ICP was monitored invasively with a 8F tunneled intraventricular catheter (HanniKath, Smiths Medical Deutschland GmbH), inserted through a burr hole. The catheter was connected to a CSF drainage set with a microtransducer (HanniSet, Smiths Medical Deutschland GmbH). The transducer was zeroed against atmospheric pressure at the highest point of the cranium and connected to a Philips Intellivue MP70 STAD. The data were automatically registered in the patient data monitoring system (PDMS) (IntelliSpace Critical Care and Anesthesia, Philips). The last mean ICP registered before the MRI examination was extracted from the database. Patients were positioned in a 30° head up position.

Clinical Data

Clinical data were retrieved from the PDMS, including diagnosis, mean arterial blood pressure (MAP), end-tidal CO2, and temperature. The last measurements before the MRI examination were used. The existence of a central venous access and its location was noted.

Statistical Analysis

For statistical analysis, IBM SPSS Statistics for Windows, version 22.0. (IBM Corp, USA) was used. Linear regression was used to test correlation. The Mann–Whitney U test was used to test the null hypothesis between samples, and a Chi-square test was used in case of dichotomous variables. All values are given as mean with standard deviation, unless otherwise stated.

Results

A total of 37 patients had complete datasets and could be included. The diagnosis was traumatic brain injury (TBI) in 15, subarachnoid hemorrhage (SAH) in 11, meningitis in 5, intracerebral hemorrhage in 2, hydrocephalus in 2, multiple arterial emboli in 1, and meningioma in 1.

The mean age of included patients was 50 ± 14 years. ICP was 9 ± 7 mmHg and cerebral perfusion pressure (CPP) 80 ± 14 mmHg. Age was significantly lower in the TBI patients compared to SAH (p = 0.01). There was no significant difference between the two major diagnosis groups TBI and SAH regarding ICP and CPP (ICP p = 0.89, CPP p = 0.09).
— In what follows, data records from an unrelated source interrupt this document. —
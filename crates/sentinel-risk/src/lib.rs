//! # Sentinel Risk
//!
//! 청산 동적 파라미터와 주문 안전성 검증 파이프라인을 제공합니다.
//!
//! - `LiquidationDynamicParams` - 포지션별 리스크 임계값 계산
//! - `TradingCheckContext` - 한 번의 평가 동안 공유되는 조회 캐시
//! - `CheckPipeline` - 주문을 내보내기 전 실행되는 검증 시퀀스
//! - 검증 구현: 매수 후 청산가, 평균 진입가 이탈, 이익 고정 스톱,
//!   가용 잔고, 보조 스톱 후 주 포지션 청산가

pub mod checks;
pub mod context;
pub mod dynamic_params;
pub mod pipeline;

pub use checks::{
    AvailableBalanceCheck, AveragePriceDistanceCheck, BuyLiquidationCheck, CheckFailure,
    CheckOutcome, FixationStopsCheck, StopMainLiquidationCheck, TradingCheck,
};
pub use context::TradingCheckContext;
pub use dynamic_params::LiquidationDynamicParams;
pub use pipeline::{CheckPipeline, CheckRecord, PipelinePolicy, PipelineReport};
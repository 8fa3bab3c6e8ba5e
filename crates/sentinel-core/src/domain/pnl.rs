//! 손익 계산 공통 로직.
//!
//! 샌드박스와 동적 파라미터 계산이 공유하는 PnL 계산 함수를 제공합니다.
//! PnL 퍼센트와 가격 거리 사이의 변환은 반드시 이 모듈의 단일 함수를
//! 거칩니다. 호출자마다 다른 라운딩이 생기면 안 됩니다.

use rust_decimal::Decimal;

use crate::domain::position::PositionSide;
use crate::types::{Percent, Price};

/// 호가 통화 기준의 실현/평가 손익을 계산합니다.
///
/// # Arguments
///
/// * `side` - 포지션 방향
/// * `entry_price` - 진입 가격
/// * `exit_price` - 청산(평가) 가격
/// * `quantity` - 수량
///
/// # Returns
///
/// 부호 있는 손익 (손실이면 음수)
pub fn pnl_in_quote(
    side: PositionSide,
    entry_price: &Price,
    exit_price: &Price,
    quantity: Decimal,
) -> Decimal {
    let diff = match side {
        PositionSide::Long => exit_price.value() - entry_price.value(),
        PositionSide::Short => entry_price.value() - exit_price.value(),
    };
    diff * quantity
}

/// PnL 퍼센트를 절대 가격 거리로 변환합니다.
///
/// 레버리지 포지션에서 PnL은 증거금 대비이므로, 가격 거리는
/// `기준가 × 퍼센트 / 레버리지`입니다. 레버리지는 양수여야 합니다
/// (호출자 계약).
pub fn pnl_percent_to_price_delta(pct: &Percent, price: &Price, leverage: Decimal) -> Decimal {
    pct.of(price.value()) / leverage
}
//! 샌드박스 상태.
//!
//! 한 심볼의 잔고와 포지션을 담는 자기완결적 스냅샷입니다. 가상 주문은
//! 이 스냅샷에만 적용되며 실제 거래소 상태를 건드리지 않습니다.
//! 생성 시점의 잔고는 `*_before` 필드에 고정되어 시뮬레이션 후에도
//! 비교 기준으로 남습니다.

use rust_decimal::Decimal;
use serde::{Deserialize, Serialize};

use sentinel_core::{Hedge, Position, PositionSide, Price, SentinelError, SentinelResult, Symbol};

/// 한 심볼의 잔고/포지션 스냅샷.
#[derive(Debug, Clone, Serialize, Deserialize)]
pub struct SandboxState {
    /// 대상 심볼
    pub symbol: Symbol,
    /// 롱 포지션
    long: Option<Position>,
    /// 숏 포지션
    short: Option<Position>,
    /// 기준 가격 (가용 잔고 계산에 사용)
    last_price: Price,
    /// 사용 가능 잔고
    free_balance: Decimal,
    /// 생성 시점의 사용 가능 잔고
    free_balance_before: Decimal,
    /// 생성 시점의 가용 잔고
    available_balance_before: Decimal,
}

impl SandboxState {
    /// 새 샌드박스 상태를 생성합니다.
    ///
    /// 생성 시점의 잔고가 `*_before` 스냅샷으로 고정됩니다.
    ///
    /// # Errors
    ///
    /// `SentinelError::SymbolMismatch`: 포지션 심볼이 상태 심볼과 다른 경우
    pub fn new(
        symbol: Symbol,
        last_price: Price,
        free_balance: Decimal,
        long: Option<Position>,
        short: Option<Position>,
    ) -> SentinelResult<Self> {
        let mut state = Self {
            symbol,
            long: None,
            short: None,
            last_price,
            free_balance,
            free_balance_before: free_balance,
            available_balance_before: Decimal::ZERO,
        };

        if let Some(position) = long {
            state.set_position(position)?;
        }
        if let Some(position) = short {
            state.set_position(position)?;
        }

        state.available_balance_before = state.available_balance();
        Ok(state)
    }

    /// 포지션을 방향 슬롯에 저장합니다.
    ///
    /// # Errors
    ///
    /// `SentinelError::SymbolMismatch`: 포지션 심볼이 상태 심볼과 다른 경우.
    pub fn set_position(&mut self, position: Position) -> SentinelResult<()> {
        if position.symbol != self.symbol {
            return Err(SentinelError::SymbolMismatch {
                expected: self.symbol.to_string(),
                actual: position.symbol.to_string(),
            });
        }

        match position.side {
            PositionSide::Long => self.long = Some(position),
            PositionSide::Short => self.short = Some(position),
        }
        Ok(())
    }

    /// 방향에 해당하는 포지션을 반환합니다.
    pub fn position(&self, side: PositionSide) -> Option<&Position> {
        match side {
            PositionSide::Long => self.long.as_ref(),
            PositionSide::Short => self.short.as_ref(),
        }
    }

    /// 방향에 해당하는 포지션을 꺼냅니다 (슬롯은 빈 상태가 됨).
    pub fn take_position(&mut self, side: PositionSide) -> Option<Position> {
        match side {
            PositionSide::Long => self.long.take(),
            PositionSide::Short => self.short.take(),
        }
    }

    /// 양방향 포지션이 모두 있으면 헤지 뷰를 반환합니다.
    pub fn hedge(&self) -> Option<Hedge<'_>> {
        match (&self.long, &self.short) {
            (Some(long), Some(short)) => Some(Hedge::resolve(long, short)),
            _ => None,
        }
    }

    /// 기준 가격을 반환합니다.
    pub fn last_price(&self) -> &Price {
        &self.last_price
    }

    /// 기준 가격을 갱신합니다.
    ///
    /// 다중 주문 시뮬레이션에서 주문 사이에 가격이 움직이므로, 매 주문
    /// 적용 전에 호출됩니다.
    pub fn set_last_price(&mut self, price: Price) {
        self.last_price = price;
    }

    /// 사용 가능 잔고를 반환합니다.
    pub fn free_balance(&self) -> Decimal {
        self.free_balance
    }

    /// 사용 가능 잔고에 증감을 적용합니다.
    ///
    /// 하한 없음: 음수 잔고는 이후 잔고 부족 검증의 정당한 전제 조건입니다.
    pub fn modify_free_balance(&mut self, delta: Decimal) {
        self.free_balance += delta;
    }

    /// 생성 시점의 사용 가능 잔고를 반환합니다.
    pub fn free_balance_before(&self) -> Decimal {
        self.free_balance_before
    }

    /// 생성 시점의 가용 잔고를 반환합니다.
    pub fn available_balance_before(&self) -> Decimal {
        self.available_balance_before
    }

    /// 미실현 손실을 차감한 가용 잔고를 반환합니다.
    ///
    /// - 양쪽 레그가 완전히 상쇄되는 헤지는 리스크 노출이 없으므로
    ///   사용 가능 잔고를 그대로 반환합니다.
    /// - 그 외에는 메인 (또는 유일한) 포지션의 미상쇄 수량에 대해
    ///   `손실 = 미상쇄 수량 × |기준가 − 진입가|`를 차감하며, 결과는
    ///   0 아래로 내려가지 않습니다. 실현 전 손실이 증거금을 잠식하는
    ///   거래소 마진콜 회계를 반영합니다.
    pub fn available_balance(&self) -> Decimal {
        let (exposed, not_covered) = match (&self.long, &self.short) {
            (Some(long), Some(short)) => {
                let hedge = Hedge::resolve(long, short);
                if hedge.is_equivalent() {
                    return self.free_balance;
                }
                (Some(hedge.main), hedge.not_covered_size())
            }
            (Some(position), None) | (None, Some(position)) => (Some(position), position.size),
            (None, None) => (None, Decimal::ZERO),
        };

        let loss = match exposed {
            Some(position) if position.in_loss_at(&self.last_price) => {
                not_covered * self.last_price.difference(&position.entry_price)
            }
            _ => Decimal::ZERO,
        };

        (self.free_balance - loss).max(Decimal::ZERO)
    }
}
//! 퍼센트 값 타입.
//!
//! 설정과 계산에서 사용하는 퍼센트(0~100 표기)를 나타냅니다.
//! PnL 퍼센트처럼 100을 초과할 수 있는 값은 unrestricted로 생성합니다.

use rust_decimal::Decimal;
use rust_decimal_macros::dec;
use serde::{Deserialize, Serialize};
use std::fmt;

use crate::error::{SentinelError, SentinelResult};

/// 퍼센트 값 (예: 30 = 30%).
#[derive(Debug, Clone, Copy, PartialEq, Eq, PartialOrd, Ord, Serialize, Deserialize)]
#[serde(transparent)]
pub struct Percent(Decimal);

impl Percent {
    /// 0~100 범위를 검증하는 퍼센트를 생성합니다.
    ///
    /// # Errors
    ///
    /// `SentinelError::InvalidPercent`: 값이 0 미만이거나 100 초과인 경우
    pub fn strict(value: Decimal) -> SentinelResult<Self> {
        if value < Decimal::ZERO || value > dec!(100) {
            return Err(SentinelError::InvalidPercent { value });
        }
        Ok(Self(value))
    }

    /// 범위 제한 없는 퍼센트를 생성합니다.
    pub fn unrestricted(value: Decimal) -> Self {
        Self(value)
    }

    /// 비율(0.0~1.0)을 퍼센트로 변환합니다.
    pub fn from_part(part: Decimal) -> Self {
        Self(part * dec!(100))
    }

    /// 주어진 값의 이 퍼센트만큼을 계산합니다.
    pub fn of(&self, value: Decimal) -> Decimal {
        value * self.0 / dec!(100)
    }

    /// 퍼센트 값을 반환합니다.
    pub fn value(&self) -> Decimal {
        self.0
    }
}

impl fmt::Display for Percent {
    fn fmt(&self, f: &mut fmt::Formatter<'_>) -> fmt::Result {
        write!(f, "{}%", self.0)
    }
}

#[cfg(test)]
mod tests {
    use super::*;

    #[test]
    fn test_percent_strict_bounds() {
        assert!(Percent::strict(dec!(0)).is_ok());
        assert!(Percent::strict(dec!(100)).is_ok());
        assert!(matches!(
            Percent::strict(dec!(100.1)),
            Err(SentinelError::InvalidPercent { .. })
        ));
        assert!(matches!(
            Percent::strict(dec!(-1)),
            Err(SentinelError::InvalidPercent { .. })
        ));
    }

    #[test]
    fn test_percent_unrestricted() {
        let pct = Percent::unrestricted(dec!(250));
        assert_eq!(pct.value(), dec!(250));
    }

    #[test]
    fn test_percent_of() {
        let pct = Percent::strict(dec!(30)).unwrap();
        assert_eq!(pct.of(dec!(5000)), dec!(1500));

        let pct = Percent::strict(dec!(5)).unwrap();
        assert_eq!(pct.of(dec!(5000)), dec!(250));
    }

    #[test]
    fn test_percent_from_part() {
        let pct = Percent::from_part(dec!(0.7));
        assert_eq!(pct.value(), dec!(70));
    }
}
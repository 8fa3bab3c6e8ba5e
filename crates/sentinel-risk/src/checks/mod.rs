//! 주문 안전성 검증.
//!
//! 주문을 거래소에 내보내기 전에 실행되는 검증 모듈입니다:
//! - `TradingCheck` - 개별 검증이 구현하는 트레이트
//! - `CheckOutcome` - 통과/실패와 설명을 담는 결과
//! - `CheckFailure` - 실패 사유의 닫힌 열거형
//!
//! 각 검증은 거래소 상태를 읽기만 하며, 같은 입력으로 다시 실행하면
//! 같은 결과를 냅니다.

mod average_price;
mod balance;
mod buy_liquidation;
mod fixation;
mod stop_main_liquidation;

pub use average_price::AveragePriceDistanceCheck;
pub use balance::AvailableBalanceCheck;
pub use buy_liquidation::BuyLiquidationCheck;
pub use fixation::FixationStopsCheck;
pub use stop_main_liquidation::StopMainLiquidationCheck;

use async_trait::async_trait;
use rust_decimal::Decimal;
use sentinel_core::{PlannedOrder, SentinelError, SentinelResult};
use sentinel_sandbox::SandboxError;
use serde::{Deserialize, Serialize};

use crate::context::TradingCheckContext;

/// 샌드박스 재생 실패를 검증 에러로 변환합니다.
///
/// 검증의 가상 재생에서 나온 샌드박스 고유 에러는 검증 실패가 아니라
/// 내부 에러로 취급합니다.
pub(crate) fn sandbox_failure(err: SandboxError) -> SentinelError {
    match err {
        SandboxError::Core(inner) => inner,
        other => SentinelError::Internal(other.to_string()),
    }
}

/// 주문 검증 한 건의 인터페이스.
///
/// `supports`가 `false`를 반환하면 해당 주문에 대해 `check`는 호출되지
/// 않고 건너뜀으로 기록됩니다.
#[async_trait]
pub trait TradingCheck: Send + Sync {
    /// 로그와 리포트에 쓰이는 검증 이름.
    fn name(&self) -> &str;

    /// 이 검증이 주어진 주문에 적용되는지 판단합니다.
    async fn supports(
        &self,
        order: &PlannedOrder,
        ctx: &mut TradingCheckContext,
    ) -> SentinelResult<bool>;

    /// 검증을 수행합니다.
    async fn check(
        &self,
        order: &PlannedOrder,
        ctx: &mut TradingCheckContext,
    ) -> SentinelResult<CheckOutcome>;
}

/// 검증 실패 사유.
#[derive(Debug, Clone, PartialEq, Serialize, Deserialize)]
pub enum CheckFailure {
    /// 가용 잔고가 0 이하
    InsufficientContractBalance {
        /// 계산된 가용 잔고
        available: Decimal,
    },
    /// 매수 체결 후 청산가가 안전 거리 안으로 들어옴
    FurtherPositionLiquidationAfterBuyIsTooClose {
        /// 측정된 청산가와 기준점 사이 거리
        delta: Decimal,
        /// 설정된 안전 거리
        safe_distance: Decimal,
    },
    /// 스톱 체결 후 주 포지션 청산가가 안전 거리 안으로 들어옴
    MainPositionLiquidationAfterStopIsTooClose {
        /// 측정된 청산가와 기준점 사이 거리
        delta: Decimal,
        /// 설정된 안전 거리
        safe_distance: Decimal,
    },
    /// 주문 가격이 평균 진입가에서 허용 범위 이상 벗어남
    EntryPriceDistanceExceeded {
        /// 진입가 대비 이탈 비율(%)
        distance_percent: Decimal,
        /// 허용 비율(%)
        allowed_percent: Decimal,
    },
    /// 진입가와 시세 사이에 놓인 이익 고정 스톱 발견
    FixationsFound {
        /// 발견된 스톱 수
        count: usize,
    },
}

/// 검증 한 건의 결과.
#[derive(Debug, Clone, PartialEq, Serialize, Deserialize)]
pub struct CheckOutcome {
    /// 통과 여부
    pub passed: bool,
    /// 실패 시 사유
    pub failure: Option<CheckFailure>,
    /// 사람이 읽는 설명
    pub info: String,
}

impl CheckOutcome {
    /// 통과 결과를 만듭니다.
    pub fn pass(info: impl Into<String>) -> Self {
        Self {
            passed: true,
            failure: None,
            info: info.into(),
        }
    }

    /// 실패 결과를 만듭니다.
    pub fn fail(failure: CheckFailure, info: impl Into<String>) -> Self {
        Self {
            passed: false,
            failure: Some(failure),
            info: info.into(),
        }
    }
}
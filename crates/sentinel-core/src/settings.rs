//! 리스크 설정.
//!
//! 동적 파라미터 계산과 검증 파이프라인이 사용하는 리스크 설정을
//! 정의합니다. 설정은 (심볼 × 방향) 키로 조회하며, 필수 설정 누락은
//! 조용한 기본값이 아니라 명시적 에러입니다.

use rust_decimal::Decimal;
use rust_decimal_macros::dec;
use serde::{Deserialize, Serialize};
use std::collections::HashMap;
use std::path::Path;

use crate::domain::PositionSide;
use crate::error::{SentinelError, SentinelResult};
use crate::types::{Percent, Symbol};

/// 청산 안전 전략.
///
/// 매수 후 청산가 검증에서 안전 거리 창의 어느 쪽을 요구할지 결정합니다.
#[derive(Debug, Clone, Copy, PartialEq, Eq, Serialize, Deserialize)]
#[serde(rename_all = "snake_case")]
pub enum LiquidationSafetyStrategy {
    /// 청산가가 안전 거리 이상 멀어야 통과
    Conservative,
    /// 청산가가 안전 거리 창 안에 있으면 통과
    Moderate,
    /// 청산가가 안전 거리 이내로 가까워도 통과
    Aggressive,
}

impl Default for LiquidationSafetyStrategy {
    fn default() -> Self {
        LiquidationSafetyStrategy::Moderate
    }
}

/// 리스크 수준.
///
/// 진입가 거리 허용치 등 일부 한도에 곱해지는 배율을 결정합니다.
#[derive(Debug, Clone, Copy, PartialEq, Eq, Serialize, Deserialize)]
#[serde(rename_all = "snake_case")]
pub enum RiskLevel {
    /// 신중 (한도 절반)
    Cautious,
    /// 표준
    Standard,
    /// 공격적 (한도 2배)
    Aggressive,
}

impl Default for RiskLevel {
    fn default() -> Self {
        RiskLevel::Standard
    }
}

impl RiskLevel {
    /// 한도에 곱해지는 배율을 반환합니다.
    pub fn multiplier(&self) -> Decimal {
        match self {
            RiskLevel::Cautious => dec!(0.5),
            RiskLevel::Standard => Decimal::ONE,
            RiskLevel::Aggressive => dec!(2),
        }
    }
}

/// 한 (심볼 × 방향)에 대한 리스크 설정.
#[derive(Debug, Clone, PartialEq, Serialize, Deserialize)]
pub struct RiskSettings {
    /// 경고 거리 계산에 쓰는 PnL 퍼센트 (기본값: 100%)
    #[serde(default = "default_warning_pnl_percent")]
    pub warning_pnl_percent: Percent,

    /// 청산 거리 대비 치명 구간 비율 (기본값: 30%)
    #[serde(default = "default_critical_part")]
    pub critical_part_of_liquidation_distance: Percent,

    /// 청산 거리 대비 추가 스톱 배치 비율 (기본값: 70%)
    #[serde(default = "default_add_stop_part")]
    pub part_of_liquidation_distance_to_add_stop: Percent,

    /// 청산 거리 대비 스톱 범위 폭 비율 (기본값: 5%)
    #[serde(default = "default_stop_range_part")]
    pub stop_range_part_of_liquidation_distance: Percent,

    /// 스톱 범위 폭 상한을 만드는 PnL 퍼센트 (기본값: 30%)
    #[serde(default = "default_stop_range_pnl_percent")]
    pub stop_range_pnl_percent: Percent,

    /// 스톱 점검 시작 거리 재정의. None이면 추가 스톱 거리의 1.5배
    #[serde(default)]
    pub check_stops_on_distance: Option<Decimal>,

    /// 스톱으로 덮여 있어야 하는 포지션 비율의 기본값 (기본값: 40%)
    #[serde(default = "default_acceptable_stopped_part")]
    pub acceptable_stopped_part: Percent,

    /// 손실 구간 스케일링 분모 (기본값: 2)
    #[serde(default = "default_acceptable_stopped_part_divider")]
    pub acceptable_stopped_part_divider: Decimal,

    /// 매수 후 청산가가 마크 가격에서 떨어져야 하는 안전 거리 (기본값: 5000)
    #[serde(default = "default_safe_liquidation_distance")]
    pub safe_liquidation_distance: Decimal,

    /// 청산 안전 전략 (기본값: moderate)
    #[serde(default)]
    pub safety_strategy: LiquidationSafetyStrategy,

    /// 리스크 수준 (기본값: standard)
    #[serde(default)]
    pub risk_level: RiskLevel,

    /// 평균 진입가 대비 최대 주문 거리 퍼센트 (기본값: 1%)
    #[serde(default = "default_entry_price_max_distance_percent")]
    pub entry_price_max_distance_percent: Percent,
}

// 기본값 함수들
fn default_warning_pnl_percent() -> Percent {
    Percent::unrestricted(dec!(100))
}

fn default_critical_part() -> Percent {
    Percent::unrestricted(dec!(30))
}

fn default_add_stop_part() -> Percent {
    Percent::unrestricted(dec!(70))
}

fn default_stop_range_part() -> Percent {
    Percent::unrestricted(dec!(5))
}

fn default_stop_range_pnl_percent() -> Percent {
    Percent::unrestricted(dec!(30))
}

fn default_acceptable_stopped_part() -> Percent {
    Percent::unrestricted(dec!(40))
}

fn default_acceptable_stopped_part_divider() -> Decimal {
    dec!(2)
}

fn default_safe_liquidation_distance() -> Decimal {
    dec!(5000)
}

fn default_entry_price_max_distance_percent() -> Percent {
    Percent::unrestricted(dec!(1))
}

impl Default for RiskSettings {
    fn default() -> Self {
        Self {
            warning_pnl_percent: default_warning_pnl_percent(),
            critical_part_of_liquidation_distance: default_critical_part(),
            part_of_liquidation_distance_to_add_stop: default_add_stop_part(),
            stop_range_part_of_liquidation_distance: default_stop_range_part(),
            stop_range_pnl_percent: default_stop_range_pnl_percent(),
            check_stops_on_distance: None,
            acceptable_stopped_part: default_acceptable_stopped_part(),
            acceptable_stopped_part_divider: default_acceptable_stopped_part_divider(),
            safe_liquidation_distance: default_safe_liquidation_distance(),
            safety_strategy: LiquidationSafetyStrategy::default(),
            risk_level: RiskLevel::default(),
            entry_price_max_distance_percent: default_entry_price_max_distance_percent(),
        }
    }
}

impl RiskSettings {
    /// 기본값으로 새 설정을 생성합니다.
    pub fn new() -> Self {
        Self::default()
    }

    /// 보수적인 설정을 생성합니다 (먼 스톱, 넓은 안전 거리).
    pub fn conservative() -> Self {
        Self {
            critical_part_of_liquidation_distance: Percent::unrestricted(dec!(40)),
            part_of_liquidation_distance_to_add_stop: Percent::unrestricted(dec!(60)),
            acceptable_stopped_part: Percent::unrestricted(dec!(60)),
            safe_liquidation_distance: dec!(8000),
            safety_strategy: LiquidationSafetyStrategy::Conservative,
            risk_level: RiskLevel::Cautious,
            ..Self::default()
        }
    }

    /// 공격적인 설정을 생성합니다 (가까운 스톱, 좁은 안전 거리).
    pub fn aggressive() -> Self {
        Self {
            critical_part_of_liquidation_distance: Percent::unrestricted(dec!(20)),
            part_of_liquidation_distance_to_add_stop: Percent::unrestricted(dec!(80)),
            acceptable_stopped_part: Percent::unrestricted(dec!(25)),
            safe_liquidation_distance: dec!(3000),
            safety_strategy: LiquidationSafetyStrategy::Aggressive,
            risk_level: RiskLevel::Aggressive,
            ..Self::default()
        }
    }

    /// 설정 값을 검증합니다.
    ///
    /// # Errors
    ///
    /// `SentinelError::Config`: 범위를 벗어난 값이 있는 경우
    pub fn validate(&self) -> SentinelResult<()> {
        if self.warning_pnl_percent.value() <= Decimal::ZERO {
            return Err(SentinelError::Config(
                "warning_pnl_percent must be greater than 0".into(),
            ));
        }

        for (name, pct) in [
            (
                "critical_part_of_liquidation_distance",
                &self.critical_part_of_liquidation_distance,
            ),
            (
                "part_of_liquidation_distance_to_add_stop",
                &self.part_of_liquidation_distance_to_add_stop,
            ),
            (
                "stop_range_part_of_liquidation_distance",
                &self.stop_range_part_of_liquidation_distance,
            ),
            ("acceptable_stopped_part", &self.acceptable_stopped_part),
            (
                "entry_price_max_distance_percent",
                &self.entry_price_max_distance_percent,
            ),
        ] {
            if pct.value() <= Decimal::ZERO || pct.value() > dec!(100) {
                return Err(SentinelError::Config(format!(
                    "{} must be between 0 and 100",
                    name
                )));
            }
        }

        if self.stop_range_pnl_percent.value() <= Decimal::ZERO {
            return Err(SentinelError::Config(
                "stop_range_pnl_percent must be greater than 0".into(),
            ));
        }

        if self.acceptable_stopped_part_divider <= Decimal::ZERO {
            return Err(SentinelError::Config(
                "acceptable_stopped_part_divider must be greater than 0".into(),
            ));
        }

        if self.safe_liquidation_distance < Decimal::ZERO {
            return Err(SentinelError::Config(
                "safe_liquidation_distance must not be negative".into(),
            ));
        }

        if let Some(distance) = self.check_stops_on_distance {
            if distance <= Decimal::ZERO {
                return Err(SentinelError::Config(
                    "check_stops_on_distance must be greater than 0".into(),
                ));
            }
        }

        // 스톱 배치 구간이 치명 구간을 포함해야 범위 클램프가 성립함
        if self.part_of_liquidation_distance_to_add_stop.value()
            < self.critical_part_of_liquidation_distance.value()
        {
            return Err(SentinelError::Config(
                "part_of_liquidation_distance_to_add_stop must not be less than \
                 critical_part_of_liquidation_distance"
                    .into(),
            ));
        }

        Ok(())
    }
}

/// 리스크 설정 조회 제공자.
///
/// 동적 파라미터와 검증 파이프라인은 설정을 전역 레지스트리가 아니라
/// 이 trait을 통해 생성자 주입으로 받습니다.
pub trait SettingsProvider: Send + Sync {
    /// (심볼 × 방향) 키의 리스크 설정을 반환합니다.
    ///
    /// `alternatives_allowed`가 참이면 심볼별 설정이 없을 때 전역 기본
    /// 설정으로 폴백합니다. 거짓이면 누락은 `MissingSetting` 에러입니다.
    fn risk_settings(
        &self,
        symbol: &Symbol,
        side: PositionSide,
        alternatives_allowed: bool,
    ) -> SentinelResult<RiskSettings>;
}

/// 메모리 내 정적 설정 제공자.
#[derive(Debug, Clone, Default)]
pub struct StaticSettingsProvider {
    entries: HashMap<(String, PositionSide), RiskSettings>,
    fallback: Option<RiskSettings>,
}

impl StaticSettingsProvider {
    /// 빈 제공자를 생성합니다.
    pub fn new() -> Self {
        Self::default()
    }

    /// 전역 기본 설정을 지정합니다.
    pub fn with_fallback(mut self, settings: RiskSettings) -> Self {
        self.fallback = Some(settings);
        self
    }

    /// (심볼 × 방향) 키의 설정을 등록합니다.
    pub fn insert(&mut self, symbol: &Symbol, side: PositionSide, settings: RiskSettings) {
        self.entries.insert((symbol.to_string(), side), settings);
    }

    fn key_of(symbol: &Symbol, side: PositionSide) -> String {
        format!("{}:{:?}", symbol, side)
    }
}

impl SettingsProvider for StaticSettingsProvider {
    fn risk_settings(
        &self,
        symbol: &Symbol,
        side: PositionSide,
        alternatives_allowed: bool,
    ) -> SentinelResult<RiskSettings> {
        if let Some(settings) = self.entries.get(&(symbol.to_string(), side)) {
            return Ok(settings.clone());
        }

        if alternatives_allowed {
            if let Some(fallback) = &self.fallback {
                return Ok(fallback.clone());
            }
        }

        Err(SentinelError::MissingSetting {
            key: Self::key_of(symbol, side),
        })
    }
}

/// 설정 파일 레이아웃.
///
/// `default` 섹션은 전역 폴백, `long`/`short` 섹션은 심볼 문자열
/// (`"BTC/USDT"`) 키의 방향별 설정입니다.
#[derive(Debug, Clone, Default, Serialize, Deserialize)]
pub struct SettingsFile {
    /// 전역 기본 설정
    #[serde(default)]
    pub default: Option<RiskSettings>,
    /// 롱 포지션 심볼별 설정
    #[serde(default)]
    pub long: HashMap<String, RiskSettings>,
    /// 숏 포지션 심볼별 설정
    #[serde(default)]
    pub short: HashMap<String, RiskSettings>,
}

impl SettingsFile {
    /// 파일과 환경 변수에서 설정을 로드합니다.
    pub fn load<P: AsRef<Path>>(path: P) -> SentinelResult<Self> {
        let builder = config::Config::builder()
            // 파일에서 로드
            .add_source(config::File::from(path.as_ref()))
            // 환경 변수로 오버라이드
            .add_source(
                config::Environment::with_prefix("SENTINEL")
                    .separator("__")
                    .try_parsing(true),
            );

        let file: SettingsFile = builder.build()?.try_deserialize()?;
        Ok(file)
    }

    /// 모든 항목을 검증하고 정적 제공자로 변환합니다.
    pub fn into_provider(self) -> SentinelResult<StaticSettingsProvider> {
        let mut provider = StaticSettingsProvider::new();

        if let Some(fallback) = self.default {
            fallback.validate()?;
            provider.fallback = Some(fallback);
        }

        for (side, table) in [
            (PositionSide::Long, self.long),
            (PositionSide::Short, self.short),
        ] {
            for (name, settings) in table {
                settings.validate()?;
                // 조회 키는 (base, quote)만 쓰므로 호가 단위는 자리표시자
                let symbol = Symbol::from_string(&name, dec!(0.01)).ok_or_else(|| {
                    SentinelError::Config(format!("invalid symbol key: {}", name))
                })?;
                provider.insert(&symbol, side, settings);
            }
        }

        Ok(provider)
    }
}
CBF was 996 ± 298 ml/min with no significant difference between TBI and SAH, and the internal jugular vein flow ratio equaled 67 ± 17% of the CBF, with a range of 22–97%. Six individuals had a flow through the internal jugular veins which constituted less than 50% of CBF.

Venous pulsatile index was 55 ± 15. The maximum internal jugular vein flow rate (Fmax) was 1.78 ± 2.50 times the lowest flow (Fmin) over the cardiac cycle. There was no difference in the venous pulsatile index between individuals with a venous drainage through the internal jugular veins of > 50% compared to < 50% (p = 0.84). Neither the internal jugular vein flow ratio nor the internal jugular vein flow was correlated to ICP (internal jugular vein flow ratio p = 0.75 and internal jugular vein flow p = 0.93). No significant difference between TBI and SAH patients regarding these parameters was found (CBF p = 0.93, internal jugular vein flow ratio p = 0.97 and venous pulsatile index p = 0.34) (Table 1).

Table 1.

Clinical data and flow measurements divided into diagnosis groups

TBI SAH Meningitis Othera All individuals
n 15 11 5 6 37
Age (years) 44 ± 14 57 ± 8 52 ± 10 54 ± 16 50 ± 14
Sex (M/F) 14 M/1 F 4 M/7 F 3 M/2 F 3 M/3 F 24 M/13 F
ICPmean (mmHg) 8 ± 9 9 ± 7 11 ± 11 10 ± 7 9 ± 7
MAP (mmHg) 84 ± 11 94 ± 14 90 ± 14 92 ± 6 89 ± 13
CPP (mmHg) 75 ± 12 85 ± 15 79 ± 17 82 ± 11 80 ± 14
CBF (ml/min) 981 ± 295 990 ± 224 1035 ± 271 1014 ± 419 996 ± 298
IJVflow (ml/min) 665 ± 233 671 ± 256 541 ± 228 812 ± 388 674 ± 280
IJVarea (cm2) 0.90 ± 0.44 1.13 ± 0.52 1.18 ± 0.71 1.02 ± 0.46 1.02 ± 0.52
VPI 52 ± 16 59 ± 13 58 ± 19 52 ± 10 55 ± 15

Data are given in mean ± SEM

CBF cerebral blood flow, CPP cerebral perfusion pressure, ICPmean mean intracranial pressure, IJVarea the combined area of the internal jugular veins, IJVflow flow through the internal jugular veins, MAP mean arterial pressure, SAH subarachnoid hemorrhage, TBI traumatic brain injury, VPI venous pulsatile index

aOther include one multiple cerebral arterial emboli, two intracerebral hemorrhage, two hydrocephalus and one meningioma

Eight individuals had flow in only one internal jugular vein, six in the left and two in the right. Fifty-one percent of the individuals had a dominant flow in the right internal jugular vein. A total of 20 patients had an indwelling central venous catheter during the MRI examination. Sixteen had the central venous catheter placed in the right internal jugular vein, one individual had the central venous catheter placed in the right external jugular vein, one in the right subclavian vein, and two individuals had a central line in the left internal jugular vein. Comparing the group with a central line placed in the right internal jugular vein to those without a central line in the right internal jugular vein, there was no significant difference regarding dominant flow side or internal jugular venous flow ratio (dominant flow side p = 0.25 and internal jugular venous flow ratio p = 0.37).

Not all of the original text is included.